A lot of historians of Italy, both domestically and abroad, cite its peculiarities, and not least its regional diversity, to present an image of Italy as mysterious and unfathomable, a confusing mosaic which cultural historians alone are able to interpret for us. But when we look at the history of the Italian Left, we see that what is happening there now is not so strange, and not so nationally specific. No other country’s politics or public life are quite the same, but what is happening in Italy is also a concentration of certain broader dynamics. Currently, these are mostly negative lessons, in a country struck by a postmodern counter-revolution that feeds on a broader social malaise.

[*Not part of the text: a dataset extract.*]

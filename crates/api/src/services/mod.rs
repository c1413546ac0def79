//! Application services used by the route handlers.

pub mod admin_bootstrap;
pub mod email;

The important thing is that its situation has to be understood historically: while Italy is indeed a fragmented society where family or community links often prevail over the formal public realm, this condition should not be imagined to be eternal or embedded in the soil. M5S reflects the current social anomie, and in a sense also the social position of the endangered small businessman or precarious worker seeking individual relief in a moment of social crisis. But it is also important to recognise that Italy was not always like that: the present era is marked by the blowback after the collapse of what was once Europe’s largest and most dynamic Communist Party, as well as a general crisis of the public realm.

As for signs of hope, left-wing cultures and local struggles remain points of aggregation but are not the whole picture. When Italians look at France Insoumise, or the left-wing tide in the UK Labour Party, they should understand that these were not obviously always about to happen. Of course, the 2010 UK student movement or Occupy or Nuit Debout did mobilise anger at austerity and the crisis of political representation, and left traces on public consciousness, but they also soon dissipated. There was not a swell of mobilisation which was then captured by party politics, but rather an electoral upsurge that took place after the movements had run out of steam. In Italian conditions it was M5S that captured something of the same mood, after many years of crisis, but in the 2000s the opportunity for Rifondazione was real, too.

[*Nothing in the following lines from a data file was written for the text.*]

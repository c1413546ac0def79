//! Notification repository for database operations.
//!
//! Notifications are only written by the renewal fan-out in
//! [`InvitationRepository::request_renewal`](super::InvitationRepository::request_renewal).

use sqlx::PgPool;
use uuid::Uuid;

use crate::entities::NotificationEntity;
use crate::metrics::QueryTimer;

/// Repository for notification-related database operations.
#[derive(Clone)]
pub struct NotificationRepository {
    pool: PgPool,
}

impl NotificationRepository {
    /// Creates a new NotificationRepository with the given connection pool.
    pub fn new(pool: PgPool) -> Self {
        Self { pool }
    }

    /// List a recipient's notifications, newest first.
    pub async fn list_for_recipient(
        &self,
        recipient_user_id: Uuid,
    ) -> Result<Vec<NotificationEntity>, sqlx::Error> {
        let timer = QueryTimer::new("list_notifications_for_recipient");
        let result = sqlx::query_as::<_, NotificationEntity>(
            r#"
            SELECT id, type, message, recipient_user_id, related_invitation_id, created_at
            FROM notifications
            WHERE recipient_user_id = $1
            ORDER BY created_at DESC, id
            "#,
        )
        .bind(recipient_user_id)
        .fetch_all(&self.pool)
        .await;
        timer.record(&result);
        result
    }
}
//! Cryptographic utilities for bearer tokens and secret comparison.

use rand::{rngs::OsRng, RngCore};
use sha2::{Digest, Sha256};

/// Generates `num_bytes` bytes from the OS CSPRNG and hex-encodes them.
///
/// The result is always `2 * num_bytes` lowercase hex characters.
pub fn random_hex_token(num_bytes: usize) -> String {
    let mut bytes = vec![0u8; num_bytes];
    OsRng.fill_bytes(&mut bytes);
    hex::encode(bytes)
}

/// Compares a presented secret against the expected one.
///
/// Both sides are hashed first so the comparison time does not depend on
/// how many leading characters of the raw secret match.
pub fn secrets_match(presented: &str, expected: &str) -> bool {
    let a = Sha256::digest(presented.as_bytes());
    let b = Sha256::digest(expected.as_bytes());
    a.iter().zip(b.iter()).fold(0u8, |acc, (x, y)| acc | (x ^ y)) == 0
}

It is possible that M5S will run aground, once it turns from being a party of opposition to one of government, possibly with hard-right allies. But we should not delude ourselves that its base would then automatically revert to more radical or progressive solutions, regardless of the weight of defeat or their own atomised condition. Positive change, or even for voters to turn away from M5S, requires the overcoming of a long cultural counter-revolution and the creation of some new force able to combine a credible path to social progress with a galvanising national identity. The PCI was once an example of this. But to do so in the present demands a break with the minoritarian attachment to a language and imaginary that belong to the 1940s more than our own time.